Since late April, crude oil has been on the stairs higher, reaching almost $54 per barrel on the nearby March NYMEX futures on January 13. The rally over the past months has not been in a straight line.
In late October, NYMEX crude oil futures corrected, but the move lower ended on November 2 when the price action reversed. The NYMEX futures put in a bullish reversal on the daily chart on the first trading session of November, on the monthly chart on November 30, and on the quarterly chart on December 31. In January, the price moved above $50 per barrel for the first time since February 2020, but the energy commodity could be running into some trouble as it approaches a critical technical resistance level at the mid-February 2020 peak.
The United States Crude Oil Fund (USO) tracks the price action in a portfolio of actively traded futures contracts on the CME’s NYMEX division. Even the most aggressive bull markets have speedbumps, and crude oil could be near another during the first month of 2021.
Bullish price action in crude oil since early November
Over the past week, NYMEX February WTF crude oil futures rolled from February to March.
Source: CQG
The daily chart of the now active month March contract shows that the energy commodity rose from a low of $35 on November 2 to a high of $53.94 on January 13. At around the $52 level at the end of last week, WTI crude oil’s trend remains bullish but it threatening to turn lower. Price momentum and relative strength indicators were well above neutral readings, with the slow stochastic in overbought territory. However, both have crossed lower over recent sessions. The total number of open long and short positions rose from around 2.04 to 2.28 million contracts from November 2 through January 24. Increasing open interest as the price of a futures contract moves higher is typically a technical validation of a bullish price trend. Daily historical volatility at just over 31.5% remains elevated as daily trading ranges have been wide.
The price stops short of a critical technical resistance level
Since the late April 2020 low, crude oil’s price has made an impressive comeback, rising by over $84 per barrel from the low on the continuous futures contract.
Source: CQG
The weekly chart shows that the price appreciation is stalling near the first level of critical technical resistance at the mid-February 2020 $54.50 high. If oil breaks through that level, the next upside target stands at the early January 2020 peak of $65.65 per barrel.
Higher prices are likely, but buying dips could reduce stress
The trend is always your best friend in markets, and it is higher in crude oil. After the upside price action stalled at just below $44 per barrel in October, the price corrected to a low of $33.64. Memories of the price action in late April likely pushed the energy commodity lower as speculators flocked to the short side during the $10 or over 23% decline. However, the price snapped back and moved to a higher high in under one month.
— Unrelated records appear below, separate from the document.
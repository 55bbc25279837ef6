//! In-memory collaborators for exercising the tracking scheduler.
use std::{
    collections::{HashMap, HashSet},
    sync::Mutex,
};

use async_trait::async_trait;
use pricebot_common::Isk;

use crate::{
    tracker::{SubscriberRef, TrackingNotice},
    traits::{DeliveryError, MarketData, MarketDataError, NotificationSink},
};

/// A price table that can be changed between ticks. Lookups for pairs with no price, or pairs marked as failing,
/// return an error.
#[derive(Debug, Default)]
pub struct FakeMarket {
    prices: Mutex<HashMap<(i64, i64), Isk>>,
    failing: Mutex<HashSet<(i64, i64)>>,
    fetches: Mutex<HashMap<(i64, i64), usize>>,
}

impl FakeMarket {
    pub fn new() -> Self {
        Self::default()
    }

    pub fn set_price(&self, item_id: i64, region_id: i64, price: Isk) {
        self.prices.lock().unwrap().insert((item_id, region_id), price);
        self.failing.lock().unwrap().remove(&(item_id, region_id));
    }

    pub fn fail(&self, item_id: i64, region_id: i64) {
        self.failing.lock().unwrap().insert((item_id, region_id));
    }

    pub fn fetch_count(&self, item_id: i64, region_id: i64) -> usize {
        self.fetches.lock().unwrap().get(&(item_id, region_id)).copied().unwrap_or_default()
    }

    pub fn total_fetches(&self) -> usize {
        self.fetches.lock().unwrap().values().sum()
    }

    pub fn reset_counts(&self) {
        self.fetches.lock().unwrap().clear();
    }
}

#[async_trait]
impl MarketData for FakeMarket {
    async fn fetch_current_price(&self, item_id: i64, region_id: i64) -> Result<Isk, MarketDataError> {
        let key = (item_id, region_id);
        *self.fetches.lock().unwrap().entry(key).or_default() += 1;
        if self.failing.lock().unwrap().contains(&key) {
            return Err(MarketDataError::LookupFailed("market is down".into()));
        }
        self.prices.lock().unwrap().get(&key).copied().ok_or(MarketDataError::NoData { item_id, region_id })
    }
}

/// Records every notice it is given. Subscribers can be made unreachable, after which delivery to them fails.
#[derive(Debug, Default)]
pub struct RecordingSink {
    deliveries: Mutex<Vec<(SubscriberRef, TrackingNotice)>>,
    unreachable: Mutex<HashSet<SubscriberRef>>,
}

impl RecordingSink {
    pub fn new() -> Self {
        Self::default()
    }

    pub fn make_unreachable(&self, subscriber: &SubscriberRef) {
        self.unreachable.lock().unwrap().insert(subscriber.clone());
    }

    pub fn deliveries(&self) -> Vec<(SubscriberRef, TrackingNotice)> {
        self.deliveries.lock().unwrap().clone()
    }

    pub fn notices_for(&self, subscriber: &SubscriberRef) -> Vec<TrackingNotice> {
        self.deliveries.lock().unwrap().iter().filter(|(s, _)| s == subscriber).map(|(_, n)| n.clone()).collect()
    }
}

#[async_trait]
impl NotificationSink for RecordingSink {
    async fn deliver(&self, subscriber: &SubscriberRef, notice: &TrackingNotice) -> Result<(), DeliveryError> {
        if self.unreachable.lock().unwrap().contains(subscriber) {
            return Err(DeliveryError::Unreachable(subscriber.clone()));
        }
        self.deliveries.lock().unwrap().push((subscriber.clone(), notice.clone()));
        Ok(())
    }
}
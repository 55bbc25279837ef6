//! Pricebot Engine
//!
//! The core of a market price chat bot. It knows nothing about chat platforms or market APIs; those are supplied by the
//! host through the traits in [`mod@traits`].
//!
//! The library is divided into two main sections:
//! 1. Name resolution ([`mod@resolver`]). Free text such as `"trit"`, `"mlu"` or `"34"` is turned into one catalog
//!    entity. The catalog itself is held in a [`CatalogStore`] and replaced wholesale when it is refreshed. When the
//!    resolver can only guess, [`hint::hint`] produces the message to show the user.
//! 2. Price-change tracking ([`mod@tracker`]). Subscribers ask to be told when a price moves by some amount. A single
//!    [`TrackingScheduler`] polls prices on an interval and notifies subscribers through a [`NotificationSink`].
//!
//! The scheduler also emits events ([`mod@events`]) that hosts can hook into, e.g. to keep statistics, without
//! taking part in delivery.
pub mod catalog;
pub mod events;
pub mod filters;
pub mod hint;
pub mod resolver;
pub mod shortcuts;
pub mod tracker;
pub mod traits;

#[cfg(any(feature = "test_utils", test))]
pub mod test_utils;

pub use catalog::{CatalogEntry, CatalogSnapshot, CatalogStore, Category};
pub use filters::{AllPublished, CachedPublicationFilter};
pub use resolver::{ResolutionResult, Resolver};
pub use shortcuts::ShortcutTable;
pub use tracker::{TrackRequest, TrackerConfig, TrackerHandle, TrackingScheduler};
pub use traits::{CatalogSource, MarketData, NotificationSink, PublicationFilter};
//! User-facing notes explaining how an input was interpreted.
use crate::resolver::ResolutionResult;

/// Describe `result` for the user who typed `original_input`. A confident match needs no explanation, so the hint is
/// empty in that case.
pub fn hint(result: &ResolutionResult, original_input: &str) -> String {
    let original_input = original_input.trim();
    match &result.entity {
        None => format!("I don't know what \"{original_input}\" is."),
        Some(entity) if result.is_guess => format!("\"{original_input}\" didn't match exactly. Did you mean {}?", entity.name),
        Some(entity) if result.is_numeric_id => {
            format!("\"{original_input}\" looks like an ID, it resolves to {}.", entity.name)
        },
        Some(_) => String::new(),
    }
}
By the end of November 2020, crude oil was above $45 per barrel.
I favor the upside in crude oil because the trend remains higher. However, I would not be surprised to see another correction in the energy commodity as it works its way to higher highs. Buying crude oil on price weakness could be the optimal approach as it improves the odds of success in a bullish trend. If crude oil is heading for a test of the 2020 $65.65 high, buying on price dips will lower the stress of carrying a long position through a correction. There are never any guarantees in the world of commodities but buying on weakness in medium to long-term bull markets typically yields the best results.
OPEC will push prices higher as US energy policy shifts to a greener path
After agreeing to taper the 7.7 million barrel per day production cut by 500,000 barrels per month in January through March, Saudi Arabia surprised the market with a one million barrel per day reduction in output in early January. The Saudi cut allows Russia’s production to increase, but the news sent the price of crude oil higher and over the $50 per barrel level on nearby NYMEX futures for the first time since February 2020.
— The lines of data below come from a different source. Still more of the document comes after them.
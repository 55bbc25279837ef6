use std::sync::Arc;

use async_trait::async_trait;
use thiserror::Error;

use crate::catalog::CatalogEntry;

#[derive(Debug, Clone, Error)]
pub enum PublicationError {
    #[error("Could not look up the publication status of #{id}: {reason}")]
    LookupFailed { id: i64, reason: String },
}

#[async_trait]
pub trait PublicationFilter: Send + Sync {
    /// Whether `entry` may be offered to users. A failed lookup is treated by callers as "not published".
    async fn is_published(&self, entry: &CatalogEntry) -> Result<bool, PublicationError>;
}

#[async_trait]
impl<T: PublicationFilter + ?Sized> PublicationFilter for Arc<T> {
    async fn is_published(&self, entry: &CatalogEntry) -> Result<bool, PublicationError> {
        (**self).is_published(entry).await
    }
}
use thiserror::Error;

use crate::traits::MarketDataError;

#[derive(Debug, Clone, Error)]
pub enum TrackerError {
    #[error("Could not establish a baseline price. {0}")]
    NoBaseline(#[from] MarketDataError),
    #[error("The tracking scheduler has stopped")]
    SchedulerStopped,
}
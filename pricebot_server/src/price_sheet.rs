//! A [`MarketData`] source backed by a JSON file:
//!
//! ```json
//! [
//!   { "item_id": 34, "region_id": 10000002, "price": "5.02" },
//!   { "item_id": 44992, "region_id": 10000002, "price": 4500000 }
//! ]
//! ```
//!
//! The file is read on every lookup, so edits are picked up by the next tracking tick.
use std::path::{Path, PathBuf};

use async_trait::async_trait;
use log::*;
use pricebot_common::Isk;
use pricebot_engine::traits::{MarketData, MarketDataError};
use serde::Deserialize;

#[derive(Debug, Clone, Deserialize)]
pub struct PriceQuote {
    pub item_id: i64,
    pub region_id: i64,
    pub price: Isk,
}

#[derive(Debug, Clone)]
pub struct PriceSheet {
    path: PathBuf,
}

impl PriceSheet {
    pub fn new<P: AsRef<Path>>(path: P) -> Self {
        Self { path: path.as_ref().to_path_buf() }
    }

    pub fn path(&self) -> &Path {
        &self.path
    }

    pub async fn quotes(&self) -> Result<Vec<PriceQuote>, MarketDataError> {
        let data = tokio::fs::read_to_string(&self.path)
            .await
            .map_err(|e| MarketDataError::LookupFailed(format!("Could not read {}. {e}", self.path.display())))?;
        serde_json::from_str(&data)
            .map_err(|e| MarketDataError::LookupFailed(format!("{} is not a valid price sheet. {e}", self.path.display())))
    }
}

#[async_trait]
impl MarketData for PriceSheet {
    async fn fetch_current_price(&self, item_id: i64, region_id: i64) -> Result<Isk, MarketDataError> {
        let quotes = self.quotes().await?;
        let price = quotes
            .into_iter()
            .find(|q| q.item_id == item_id && q.region_id == region_id)
            .map(|q| q.price)
            .ok_or(MarketDataError::NoData { item_id, region_id })?;
        trace!("📈️ Item #{item_id} in region #{region_id} is at {price}");
        Ok(price)
    }
}

#[cfg(test)]
mod test {
    use std::fs;

    use super::*;

    #[tokio::test]
    async fn lookups_follow_the_file() -> anyhow::Result<()> {
        let dir = tempfile::tempdir()?;
        let path = dir.path().join("prices.json");
        fs::write(&path, r#"[{"item_id": 34, "region_id": 1, "price": "5.02"}, {"item_id": 35, "region_id": 1, "price": 12}]"#)?;
        let sheet = PriceSheet::new(&path);
        assert_eq!(sheet.fetch_current_price(34, 1).await?, "5.02".parse::<Isk>()?);
        assert_eq!(sheet.fetch_current_price(35, 1).await?, Isk::from(12));
        let err = sheet.fetch_current_price(34, 2).await.unwrap_err();
        assert!(matches!(err, MarketDataError::NoData { item_id: 34, region_id: 2 }));

        fs::write(&path, r#"[{"item_id": 34, "region_id": 1, "price": "5.10"}]"#)?;
        assert_eq!(sheet.fetch_current_price(34, 1).await?, "5.10".parse::<Isk>()?);
        Ok(())
    }

    #[tokio::test]
    async fn unreadable_sheets_fail_the_lookup() {
        let dir = tempfile::tempdir().unwrap();
        let sheet = PriceSheet::new(dir.path().join("missing.json"));
        assert!(matches!(sheet.fetch_current_price(34, 1).await, Err(MarketDataError::LookupFailed(_))));
        fs::write(sheet.path(), "not json").unwrap();
        assert!(matches!(sheet.fetch_current_price(34, 1).await, Err(MarketDataError::LookupFailed(_))));
    }
}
While OPEC+ tinkers with production levels to balance the energy commodity’s fundamental equation, the cartel leaders, Saudi Arabia and Russia, also realize that the pricing power will shift back to their hands under the Biden administration.
As US energy policy begins to move down a greener path, it will be easier for OPEC+ to fulfill its mission of providing the highest possible return for its members. The surprise production cut from the Saudis could have been a test of the cartel’s increased pricing power. Crude oil moved higher after the cut, which is a passing grade for Saudi Arabia and the Russians.
Buy oil when it looks its worst
Even the most aggressive bull markets suffer sharp corrections. If crude oil is heading higher over the coming months and years, buying during selloffs will offer the optimal path for profits. Therefore, look to buy when the price action looks its worst.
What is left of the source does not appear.